* _REQUIRED WORK_
Search the data below for the word "filename" and copy each line that holds it.

◇ ◇ ◇ ◇ ◇

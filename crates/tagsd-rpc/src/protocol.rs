//! JSON-RPC 2.0 message types
//!
//! Requests and responses, plus server-initiated notifications (confirmation prompts
//! are pushed to the client this way). Self-contained, no JSON-RPC library.

use serde::{Deserialize, Serialize};
use serde_json::Value;

pub const JSONRPC_VERSION: &str = "2.0";

/// A JSON-RPC 2.0 request. A request without an `id` is a notification.
#[derive(Debug, Clone, Serialize, Deserialize)]
pub struct Request {
    pub jsonrpc: String,
    pub method: String,
    #[serde(default, skip_serializing_if = "Option::is_none")]
    pub params: Option<Value>,
    #[serde(default)]
    pub id: RequestId,
}

impl Request {
    pub fn is_notification(&self) -> bool {
        self.id == RequestId::Null
    }
}

#[derive(Debug, Clone, Default, Serialize, Deserialize, PartialEq, Eq)]
#[serde(untagged)]
pub enum RequestId {
    Number(i64),
    String(String),
    #[default]
    Null,
}

#[derive(Debug, Clone, Serialize, Deserialize)]
pub struct Response {
    pub jsonrpc: String,
    #[serde(skip_serializing_if = "Option::is_none")]
    pub result: Option<Value>,
    #[serde(skip_serializing_if = "Option::is_none")]
    pub error: Option<ErrorObject>,
    pub id: RequestId,
}

impl Response {
    pub fn success(id: RequestId, result: Value) -> Self {
        Response {
            jsonrpc: JSONRPC_VERSION.to_string(),
            result: Some(result),
            error: None,
            id,
        }
    }

    pub fn from_error(id: RequestId, err: RpcError) -> Self {
        Response {
            jsonrpc: JSONRPC_VERSION.to_string(),
            result: None,
            error: Some(err.into()),
            id,
        }
    }
}

/// Server → client message that expects no reply
#[derive(Debug, Clone, Serialize, Deserialize)]
pub struct Notification {
    pub jsonrpc: String,
    pub method: String,
    pub params: Value,
}

impl Notification {
    pub fn new(method: impl Into<String>, params: Value) -> Self {
        Notification {
            jsonrpc: JSONRPC_VERSION.to_string(),
            method: method.into(),
            params,
        }
    }
}

#[derive(Debug, Clone, Serialize, Deserialize)]
pub struct ErrorObject {
    pub code: i32,
    pub message: String,
    #[serde(skip_serializing_if = "Option::is_none")]
    pub data: Option<Value>,
}

impl From<RpcError> for ErrorObject {
    fn from(err: RpcError) -> Self {
        ErrorObject {
            code: err.code(),
            message: err.to_string(),
            data: None,
        }
    }
}

/// Standard JSON-RPC 2.0 errors
#[derive(Debug, Clone, thiserror::Error)]
pub enum RpcError {
    #[error("Parse error: {0}")]
    ParseError(String),
    #[error("Invalid Request: {0}")]
    InvalidRequest(String),
    #[error("Method not found: {0}")]
    MethodNotFound(String),
    #[error("Invalid params: {0}")]
    InvalidParams(String),
    #[error("Internal error: {0}")]
    InternalError(String),
}

impl RpcError {
    pub fn code(&self) -> i32 {
        match self {
            RpcError::ParseError(_) => -32700,
            RpcError::InvalidRequest(_) => -32600,
            RpcError::MethodNotFound(_) => -32601,
            RpcError::InvalidParams(_) => -32602,
            RpcError::InternalError(_) => -32603,
        }
    }
}

/// Parse one line of input as a request
pub fn parse_request_str(text: &str) -> Result<Request, RpcError> {
    let request: Request =
        serde_json::from_str(text).map_err(|e| RpcError::ParseError(e.to_string()))?;

    if request.jsonrpc != JSONRPC_VERSION {
        return Err(RpcError::InvalidRequest(format!(
            "expected jsonrpc '{}', got '{}'",
            JSONRPC_VERSION, request.jsonrpc
        )));
    }

    Ok(request)
}

/// Encode an outgoing message as a single line, without the trailing newline
pub fn to_line<T: Serialize>(message: &T) -> Result<String, RpcError> {
    serde_json::to_string(message).map_err(|e| RpcError::InternalError(e.to_string()))
}
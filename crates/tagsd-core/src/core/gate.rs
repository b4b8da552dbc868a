//! Mutation Gate - the only path to a writable directory
//!
//! Three independent locks:
//! - table lock: held across every load → mutate → save sequence
//! - create slot: one platform creation at a time, fails fast
//! - clean slot: one reconciliation pass at a time, fails fast
//!
//! The slots bound logical concurrency, the table lock protects the data. Every lock
//! is a guard, released on drop, so no exit path can leak one.

use std::sync::Arc;

use tokio::sync::{Mutex, MutexGuard, OwnedSemaphorePermit, Semaphore};
use tracing::debug;

use crate::db::TagsDB;
use crate::error::{Result, TagsError};
use crate::types::Directory;

/// Which exclusivity slot a guard holds
#[derive(Debug, Clone, Copy, PartialEq, Eq)]
pub enum SlotKind {
    Create,
    Clean,
}

impl SlotKind {
    pub fn as_str(&self) -> &'static str {
        match self {
            SlotKind::Create => "create",
            SlotKind::Clean => "clean",
        }
    }
}

/// Held for the duration of a create or clean operation
pub struct SlotGuard {
    kind: SlotKind,
    _permit: OwnedSemaphorePermit,
}

impl SlotGuard {
    pub fn kind(&self) -> SlotKind {
        self.kind
    }
}

impl Drop for SlotGuard {
    fn drop(&mut self) {
        debug!(slot = self.kind.as_str(), "Slot released");
    }
}

/// Exclusive access to the stored directory
pub struct TableGuard<'a> {
    _guard: MutexGuard<'a, ()>,
    db: &'a TagsDB,
    key: &'a str,
}

impl TableGuard<'_> {
    /// Load the directory; `None` if it was never saved
    pub fn load(&self) -> Result<Option<Directory>> {
        self.db.load_directory(self.key)
    }

    /// Load the directory, failing with `NoTags` if it was never saved
    pub fn load_existing(&self) -> Result<Directory> {
        self.load()?.ok_or(TagsError::NoTags)
    }

    pub fn save(&self, directory: &Directory) -> Result<()> {
        debug_assert!(directory.is_consistent(), "saving an inconsistent directory");
        self.db.save_directory(self.key, directory)
    }
}

pub struct MutationGate {
    db: Arc<TagsDB>,
    key: String,
    table: Mutex<()>,
    create: Arc<Semaphore>,
    clean: Arc<Semaphore>,
}

impl MutationGate {
    pub fn new(db: Arc<TagsDB>, key: impl Into<String>) -> Self {
        Self {
            db,
            key: key.into(),
            table: Mutex::new(()),
            create: Arc::new(Semaphore::new(1)),
            clean: Arc::new(Semaphore::new(1)),
        }
    }

    /// Wait for the table lock
    pub async fn lock_table(&self) -> TableGuard<'_> {
        TableGuard {
            _guard: self.table.lock().await,
            db: &self.db,
            key: &self.key,
        }
    }

    /// Read without the table lock. May be slightly stale relative to a writer in flight.
    pub fn snapshot(&self) -> Result<Option<Directory>> {
        self.db.load_directory(&self.key)
    }

    /// Like `snapshot`, failing with `NoTags` if nothing was ever saved
    pub fn snapshot_existing(&self) -> Result<Directory> {
        self.snapshot()?.ok_or(TagsError::NoTags)
    }

    /// Claim the create slot without waiting
    pub fn try_create(&self) -> Result<SlotGuard> {
        Self::try_slot(&self.create, SlotKind::Create).ok_or(TagsError::AddBusy)
    }

    /// Claim the clean slot without waiting
    pub fn try_clean(&self) -> Result<SlotGuard> {
        Self::try_slot(&self.clean, SlotKind::Clean).ok_or(TagsError::CleanBusy)
    }

    fn try_slot(slot: &Arc<Semaphore>, kind: SlotKind) -> Option<SlotGuard> {
        let permit = Arc::clone(slot).try_acquire_owned().ok()?;
        debug!(slot = kind.as_str(), "Slot acquired");
        Some(SlotGuard {
            kind,
            _permit: permit,
        })
    }

    pub fn create_in_progress(&self) -> bool {
        self.create.available_permits() == 0
    }

    pub fn clean_in_progress(&self) -> bool {
        self.clean.available_permits() == 0
    }
}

◇ ◇ ◇ ◇ ◇

* _EXPECTED ANSWER_
filename crates/tagsd-rpc/src/protocol.rs
filename crates/tagsd-core/src/core/gate.rs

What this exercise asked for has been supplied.